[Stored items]
= = = = =

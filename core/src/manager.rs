use alloc::{collections::VecDeque, vec::Vec};
use core::fmt;
use hashbrown::HashSet;
use serde::{Deserialize, Deserializer, Serialize};

use crate::*;

#[derive(Copy, Clone, Debug, PartialEq)]
pub enum MarkOutcome {
    NoChange,
    Changed,
}

impl MarkOutcome {
    /// Whether this outcome could have caused an update to the display
    pub const fn has_update(self) -> bool {
        match self {
            Self::NoChange => false,
            Self::Changed => true,
        }
    }
}

#[derive(Copy, Clone, Debug, PartialEq)]
pub enum RevealOutcome {
    NoChange,
    Revealed,
    HitMine,
}

impl RevealOutcome {
    /// Whether this outcome could have caused an update to the display
    pub const fn has_update(self) -> bool {
        use RevealOutcome::*;
        match self {
            NoChange => false,
            Revealed => true,
            HitMine => true,
        }
    }
}

/// Game-facing operations over a single grid.
///
/// Deciding victory or loss is left to the caller: a reveal returning
/// [`RevealOutcome::HitMine`] is a loss, and
/// `not_revealed_count() == nbr_mines()` after a safe reveal is a win.
#[derive(Clone, Debug, PartialEq, Serialize)]
pub struct GridManager {
    grid: Grid,
    nbr_mines: CellCount,
    filled: bool,
}

impl GridManager {
    pub fn new(width: Coord, height: Coord) -> Self {
        Self {
            grid: Grid::new((width, height)),
            nbr_mines: 0,
            filled: false,
        }
    }

    /// Sets up a grid sized for `difficulty` and fills it using `layout`.
    pub fn new_game<L: MineLayout + ?Sized>(
        difficulty: Difficulty,
        layout: &mut L,
    ) -> Result<Self> {
        difficulty.validate()?;
        let mut manager = Self::new(difficulty.width, difficulty.height);
        manager.fill_with_mines(difficulty.mine_count, layout)?;
        Ok(manager)
    }

    pub fn grid(&self) -> &Grid {
        &self.grid
    }

    pub fn size(&self) -> Coord2 {
        self.grid.size()
    }

    pub fn nbr_mines(&self) -> CellCount {
        self.nbr_mines
    }

    pub fn is_filled(&self) -> bool {
        self.filled
    }

    pub fn fill_with_mines<L: MineLayout + ?Sized>(
        &mut self,
        count: CellCount,
        layout: &mut L,
    ) -> Result<()> {
        if self.filled {
            return Err(GridError::AlreadyFilled);
        }
        let size = self.grid.size();
        if count > self.grid.total_cells() {
            return Err(GridError::InvalidMineCount);
        }
        log::debug!("Filling {}x{} grid with {} mines", size.0, size.1, count);

        let grid = &mut self.grid;
        let mut out_of_bounds = None;
        layout.place(size, count, &mut |pos: Point2D| {
            if let Err(err) = grid.set_cell_has_mine(pos) {
                out_of_bounds.get_or_insert(err);
            }
        });

        if let Some(err) = out_of_bounds {
            log::warn!("Mine layout marked a cell outside the grid: {}", err);
            self.grid.clear_mines();
            return Err(err);
        }

        let actual = self.grid.mine_count();
        if actual != count {
            log::warn!(
                "Mine layout count mismatch, actual: {}, requested: {}",
                actual,
                count
            );
            self.grid.clear_mines();
            return Err(GridError::InconsistentMineCount {
                expected: count,
                actual,
            });
        }

        self.nbr_mines = count;
        self.filled = true;
        Ok(())
    }

    pub fn cell(&self, pos: Point2D) -> Result<&Cell> {
        self.grid.get(pos)
    }

    pub fn cell_has_mine(&self, pos: Point2D) -> Result<bool> {
        self.grid.cell_has_mine(pos)
    }

    /// Number of mines around a safe cell.
    pub fn close_mine_count(&self, pos: Point2D) -> Result<u8> {
        if self.grid.get(pos)?.has_mine() {
            return Err(GridError::InvalidOperation);
        }
        Ok(self.count_close_mines(pos))
    }

    pub fn toggle_flag_cell(&mut self, pos: Point2D) -> Result<MarkOutcome> {
        let cell = *self.grid.get(pos)?;
        if cell.is_revealed() {
            return Ok(MarkOutcome::NoChange);
        }
        self.grid.set_cell_flagged(pos, !cell.is_flagged())?;
        Ok(MarkOutcome::Changed)
    }

    /// Reveals `pos` and, when it has no mined neighbour, the whole region
    /// of connected zero cells plus its numbered border.
    ///
    /// Flagged and already revealed cells are left alone. Revealing a mine
    /// does not cascade.
    pub fn reveal_cell(&mut self, pos: Point2D) -> Result<RevealOutcome> {
        let cell = *self.grid.get(pos)?;
        if cell.is_revealed() || cell.is_flagged() {
            return Ok(RevealOutcome::NoChange);
        }

        self.grid.set_cell_revealed(pos, true)?;

        if cell.has_mine() {
            log::debug!("Mine revealed at {}", pos);
            return Ok(RevealOutcome::HitMine);
        }

        if self.count_close_mines(pos) == 0 {
            self.cascade(pos)?;
        }
        Ok(RevealOutcome::Revealed)
    }

    fn cascade(&mut self, origin: Point2D) -> Result<()> {
        let mut visited = HashSet::new();
        visited.insert(origin);
        let mut to_visit = VecDeque::from([origin]);
        let mut revealed = 0;

        while let Some(current) = to_visit.pop_front() {
            for neighbour in self.grid.iter_neighbors(current) {
                if !visited.insert(neighbour) {
                    continue;
                }

                let cell = self.grid[neighbour];
                if cell.is_flagged() || cell.has_mine() {
                    continue;
                }

                // revealed zero cells still carry the chain, they may have
                // been cut off by a flag that is gone now
                if !cell.is_revealed() {
                    self.grid.set_cell_revealed(neighbour, true)?;
                    revealed += 1;
                }

                if self.count_close_mines(neighbour) == 0 {
                    to_visit.push_back(neighbour);
                }
            }
        }

        log::trace!("Cascade from {} revealed {} more cells", origin, revealed);
        Ok(())
    }

    /// Reveals the whole board, flags included, for the end-of-game display.
    pub fn reveal_all(&mut self) {
        self.grid.reveal_all();
    }

    pub fn cell_view(&self, pos: Point2D) -> Result<CellView> {
        Ok(self.view_of(self.grid.get(pos)?))
    }

    /// One view per cell, row by row.
    pub fn render(&self) -> Vec<CellView> {
        self.grid.iter().map(|cell| self.view_of(cell)).collect()
    }

    /// One symbol per cell, row by row: `M` for a revealed mine, `0`-`8`
    /// for a revealed safe cell, `F` for a flag and a space otherwise.
    pub fn grid_for_display(&self) -> Vec<char> {
        self.grid
            .iter()
            .map(|cell| self.view_of(cell).symbol())
            .collect()
    }

    pub fn not_revealed_count(&self) -> CellCount {
        self.grid.not_revealed_count()
    }

    pub fn flagged_count(&self) -> CellCount {
        self.grid.flagged_count()
    }

    /// How many mines have not been flagged yet, negative when over-flagged
    pub fn mines_left(&self) -> isize {
        (self.nbr_mines as isize) - (self.grid.flagged_count() as isize)
    }

    fn view_of(&self, cell: &Cell) -> CellView {
        match cell.state() {
            CellState::Revealed if cell.has_mine() => CellView::Mine,
            CellState::Revealed => CellView::Count(self.count_close_mines(cell.pos())),
            CellState::Flagged => CellView::Flagged,
            CellState::Hidden => CellView::Hidden,
        }
    }

    fn count_close_mines(&self, pos: Point2D) -> u8 {
        self.grid
            .iter_neighbors(pos)
            .filter(|&neighbour| self.grid[neighbour].has_mine())
            .count() as u8
    }
}

impl<'de> Deserialize<'de> for GridManager {
    fn deserialize<D>(deserializer: D) -> core::result::Result<Self, D::Error>
    where
        D: Deserializer<'de>,
    {
        #[derive(Deserialize)]
        struct Stored {
            grid: Grid,
            nbr_mines: CellCount,
            filled: bool,
        }

        let Stored {
            grid,
            nbr_mines,
            filled,
        } = Stored::deserialize(deserializer)?;
        let expected = if filled { nbr_mines } else { 0 };
        let actual = grid.mine_count();
        if actual != expected || (!filled && nbr_mines != 0) {
            return Err(serde::de::Error::custom(
                GridError::InconsistentMineCount { expected, actual },
            ));
        }
        Ok(Self {
            grid,
            nbr_mines,
            filled,
        })
    }
}

impl fmt::Display for GridManager {
    fn fmt(&self, f: &mut fmt::Formatter<'_>) -> fmt::Result {
        let (width, height) = self.grid.size();
        for cell in self.grid.iter() {
            write!(f, "{}", self.view_of(cell))?;
            let pos = cell.pos();
            if pos.x + 1 == width && pos.y + 1 < height {
                writeln!(f)?;
            }
        }
        Ok(())
    }
}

= = = = =

Determine, please, how many lines hold "enum" in the records, and give that number by itself.

2